Projeto sobre regulamentação de internação involuntária de dependentes químicos tramita na Câmara do Recife

Internação só poderá ser feita acompanhada de laudo médico que comprove que o dependente apresenta risco de integridade física a ele ou a terceiros

Otávio Gaudêncio

por Otávio Gaudêncio

Publicado em 09/06/2026, às 11h09

Felipe Alecrim
André Felipe

O vereador do Recife Felipe Alecrim (Novo) apresentou, na segunda-feira (8), um projeto de lei para instituir e regulamentar a internação voluntária e involuntária de dependentes químicos na Rede de Atenção à Saúde do município. 

No texto da proposta, o parlamentar destaca que a internação involuntária do paciente somente pode ser feita mediante pedido de responsável legal ou familiar do usuário ou por "servidor público que constate a existência de motivos que justifiquem a internação... ocorrendo apenas na absoluta falta de solicitação do pedido familiar ou do responsável legal"

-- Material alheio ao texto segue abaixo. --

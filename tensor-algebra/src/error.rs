use thiserror::Error;

/// Failures reported by tensor and matrix operations. Each variant carries a message describing the
/// offending shapes, axes or offsets.
#[derive(Clone, Debug, Error, PartialEq, Eq)]
pub enum TensorError {
    /// Operand shapes disagree where equality or compatibility is required.
    #[error("Shape Mismatch: {0}")]
    ShapeMismatch(String),
    /// A coordinate or flat offset lies outside the declared extents.
    #[error("Index Out of Range: {0}")]
    IndexOutOfRange(String),
    /// Illegal axis selection, negative power and similar argument errors.
    #[error("Invalid Argument: {0}")]
    InvalidArgument(String),
    /// Elimination found no usable pivot.
    #[error("Singular Matrix: {0}")]
    SingularMatrix(String),
}
use super::*;
use scalar_algebra::Ring;
use std::fmt;

impl<T: PartialEq, const N: usize> PartialEq for Tensor<T, N> {
    fn eq(&self, other: &Self) -> bool {
        self.shape() == other.shape() && self.data == other.data
    }
}

impl<T: Eq, const N: usize> Eq for Tensor<T, N> {}

impl<T: fmt::Debug, const N: usize> fmt::Debug for Tensor<T, N> {
    fn fmt(&self, f: &mut fmt::Formatter<'_>) -> fmt::Result {
        f.debug_struct("Tensor")
            .field("shape", &self.shape())
            .field("elements", &self.data)
            .finish()
    }
}

impl<T, const N: usize> Tensor<T, N> {
    /// Equal shapes and elements equal under the algebra's equality, which may be approximate.
    pub fn is_equal<A: Ring<Element = T>>(&self, alg: &A, other: &Self) -> bool {
        self.shape() == other.shape()
            && self.data.iter().zip(&other.data).all(|(a, b)| alg.is_equal(a, b))
    }
}
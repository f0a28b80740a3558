use super::*;
use scalar_algebra::Ring;
use tracing::debug;

impl<T: Clone, const N: usize> Tensor<T, N> {
    /// Tensor (outer) product `self ⊗ other` of two Cartesian tensors over the same dimension.
    pub fn outer<A: Ring<Element = T>>(&self, alg: &A, other: &Self) -> Result<Self> {
        let mut dst = Self::scalar(alg.zero());
        self.outer_into(alg, other, &mut dst)?;
        Ok(dst)
    }

    /// Same as [`Tensor::outer`].
    pub fn multiply<A: Ring<Element = T>>(&self, alg: &A, other: &Self) -> Result<Self> {
        self.outer(alg, other)
    }

    /// Writes `self ⊗ other` into `dst`, which ends up with rank `self.rank() + other.rank()`.
    ///
    /// Element `dst[fa * other.len() + fb]` is `self[fa] * other[fb]` for flat offsets `fa` and `fb`,
    /// so the left operand's coordinates come first. A rank 0 operand combines with any dimension.
    pub fn outer_into<A: Ring<Element = T>>(&self, alg: &A, other: &Self, dst: &mut Self) -> Result<()> {
        if !self.is_cartesian() || !other.is_cartesian() {
            return Err(TensorError::ShapeMismatch(format!(
                "Outer product requires Cartesian tensors, got {:?} and {:?}",
                self.shape(),
                other.shape()
            )));
        }
        if let (Some(left), Some(right)) = (self.index.dim(), other.index.dim()) {
            if left != right {
                return Err(TensorError::ShapeMismatch(format!(
                    "Outer product operands have dimensions {left} and {right}"
                )));
            }
        }

        let out_shape: SmallVec<usize, N> = self.shape().iter().chain(other.shape()).copied().collect();

        debug!(left = ?self.shape(), right = ?other.shape(), "outer");
        dst.alloc(alg, &out_shape)?;

        let stride = other.len();
        for (fa, x) in self.data.iter().enumerate() {
            for (fb, y) in other.data.iter().enumerate() {
                dst.data[fa * stride + fb] = alg.multiply(x, y);
            }
        }

        Ok(())
    }
}
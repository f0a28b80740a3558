//! Library crate for tensor_algebra
//!
//! Cartesian tensors, vectors (rank 1, also called R-modules) and matrices (rank 2) whose elements
//! are computed with a caller supplied scalar algebra from [`scalar_algebra`]. The same contraction,
//! outer product and elimination code therefore serves wrapping integers, exact rationals, floats,
//! complex numbers, quaternions and octonions.
//!
//! Every operation comes in two forms: an allocating one returning a fresh tensor (`contract`,
//! `matmul`, ...) and an `_into` form writing into a caller owned destination whose buffer is reused
//! when its shape already matches.

use small_vec::SmallVec;

mod access;
mod constructive;
mod contraction;
mod display;
pub mod elementwise;
mod error;
mod index;
mod linalg;
mod math;
mod matmul;
mod misc;
mod outer;
mod shape;


pub use crate::error::TensorError;
pub use crate::index::{IndexMap, MultiIndexIter};
pub use crate::shape::{shape_result, shapes_match};
pub use scalar_algebra;

pub type Result<T> = std::result::Result<T, error::TensorError>;

/// A coordinate per axis; short ranks stay inline.
pub type MultiIndex<const N: usize = 4> = SmallVec<usize, N>;

/// Represents a multi-dimensional tensor with generic element type T; up to N axes are described
/// without heap allocation.
///
/// The tensor owns a contiguous row-major buffer (last axis fastest) of exactly `product(shape)`
/// elements, one element for rank 0. Elements are only ever combined through an algebra passed to each
/// operation, the tensor itself places no arithmetic bounds on T.
///
/// Cloning deep-copies the buffer. Operations writing into a destination tensor reshape it first and
/// reuse its allocation whenever the element count is unchanged.
#[derive(Clone)]
pub struct Tensor<T, const N: usize = 4> {
    data: Vec<T>,
    index: IndexMap<N>,
}
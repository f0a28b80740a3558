use crate::traits::{Conjugate, DivisionRing, Field, Normed, Ordered, Ring, Rounding, Transcendental};
use num_traits::Float;
use std::cmp::Ordering;
use std::fmt;

/// Real numbers represented by a floating point type: `half::f16`, `f32` or `f64`.
///
/// Equality is exact unless a tolerance is configured, in which case two values are equal when their
/// absolute difference does not exceed it. The tolerance also drives [`Ring::is_zero`], which is what
/// pivot selection in matrix inversion relies on.
#[derive(Clone, Copy, Debug)]
pub struct Reals<F> {
    tolerance: F,
}

impl<F: Float> Reals<F> {
    /// Creates an algebra with exact equality.
    pub fn new() -> Self {
        Self {
            tolerance: F::zero(),
        }
    }

    /// Creates an algebra treating values within `tolerance` of each other as equal.
    pub fn with_tolerance(tolerance: F) -> Self {
        Self {
            tolerance: tolerance.abs(),
        }
    }

    pub fn tolerance(&self) -> F {
        self.tolerance
    }
}

impl<F: Float> Default for Reals<F> {
    fn default() -> Self {
        Self::new()
    }
}

/// Compares two floats either exactly or within an absolute tolerance. Infinities compare equal only
/// to themselves.
pub(crate) fn approx_eq<F: Float>(a: F, b: F, tolerance: F) -> bool {
    a == b || (a - b).abs() <= tolerance
}

/// Converts an integer to a float, producing NaN when the target type cannot represent the conversion.
pub(crate) fn float_from_i64<F: Float>(value: i64) -> F {
    num_traits::cast::<i64, F>(value).unwrap_or_else(F::nan)
}

impl<F: Float + fmt::Debug> Ring for Reals<F> {
    type Element = F;

    fn zero(&self) -> F {
        F::zero()
    }

    fn unity(&self) -> F {
        F::one()
    }

    fn from_i64(&self, value: i64) -> F {
        float_from_i64(value)
    }

    fn add(&self, a: &F, b: &F) -> F {
        *a + *b
    }

    fn subtract(&self, a: &F, b: &F) -> F {
        *a - *b
    }

    fn multiply(&self, a: &F, b: &F) -> F {
        *a * *b
    }

    fn negate(&self, a: &F) -> F {
        -*a
    }

    fn is_equal(&self, a: &F, b: &F) -> bool {
        approx_eq(*a, *b, self.tolerance)
    }
}

impl<F: Float + fmt::Debug> Field for Reals<F> {
    fn invert(&self, a: &F) -> Option<F> {
        if self.is_zero(a) {
            None
        } else {
            Some(a.recip())
        }
    }
}

impl<F: Float + fmt::Debug> DivisionRing for Reals<F> {}

impl<F: Float + fmt::Debug> Conjugate for Reals<F> {
    fn conjugate(&self, a: &F) -> F {
        *a
    }
}

impl<F: Float + fmt::Debug> Normed for Reals<F> {
    type Real = F;

    fn norm(&self, a: &F) -> F {
        a.abs()
    }

    fn norm_squared(&self, a: &F) -> F {
        *a * *a
    }
}

impl<F: Float + fmt::Debug> Ordered for Reals<F> {
    fn compare(&self, a: &F, b: &F) -> Option<Ordering> {
        if self.is_equal(a, b) {
            Some(Ordering::Equal)
        } else {
            a.partial_cmp(b)
        }
    }
}

impl<F: Float + fmt::Debug> Rounding for Reals<F> {
    fn floor(&self, a: &F) -> F {
        a.floor()
    }

    fn ceil(&self, a: &F) -> F {
        a.ceil()
    }

    fn round(&self, a: &F) -> F {
        a.round()
    }

    fn trunc(&self, a: &F) -> F {
        a.trunc()
    }
}

impl<F: Float + fmt::Debug> Transcendental for Reals<F> {
    fn exp(&self, a: &F) -> F {
        a.exp()
    }

    fn ln(&self, a: &F) -> F {
        a.ln()
    }

    fn sqrt(&self, a: &F) -> F {
        a.sqrt()
    }

    fn sin(&self, a: &F) -> F {
        a.sin()
    }

    fn cos(&self, a: &F) -> F {
        a.cos()
    }

    fn tan(&self, a: &F) -> F {
        a.tan()
    }
}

A ação só caberia a servidores das áreas de Saúde, Assistência Social e de órgãos públicos integrantes do Sistema Nacional de Políticas sobre Drogas.

O projeto prevê, porém, que, antes do internamento, o paciente seja submetido a modalidades de tratamento ambulatorial. A internação só seria executada em contextos de risco à integridade física do usuário, de terceiros ou da coletividade. 

O internamento do paciente ainda necessitaria da autorização de médico devidamente registrado no Conselho Regional de Medicina (CRM), acompanhada de laudo médico circunstanciado que comprove existência de riscos À integridade física. 

“A dependência química destrói vidas, famílias e afeta toda a sociedade. Muitas pessoas chegam a um nível de vulnerabilidade tão grande que já não conseguem procurar ajuda sozinhas. Nosso projeto busca garantir que essas pessoas tenham acesso ao tratamento adequado, dentro da legalidade, com acompanhamento médico e respeito à dignidade humana”, afirmou o vereador.

Após a ação do profissional de saúde, o atendimento e o acompanhamento ao usuário ficarão sob a responsabilidade do Poder Municipal. Os pacientes atendidos seriam internados em unidades de saúde ou hospitais gerais dotados de equipes multidisciplinares. 

Nas internações involuntárias, a decisão de alta médica será executada quando o paciente não demonstrar novamente as razões pelas quais o fizeram ser internado ou quando a equipe responsável julgar apropriado. 

Já para os procedimentos voluntários, a alta pode ser proferida por determinação do médico responsável ou por solicitação escrita do próprio paciente, já que, para a internação voluntária, o usuário solicita o atendimento por escrito. 

A proposta já tramita na Câmara dos Vereadores do Recife, aguardando discussão e votação em comissões temáticas antes de ser pautada no plenário.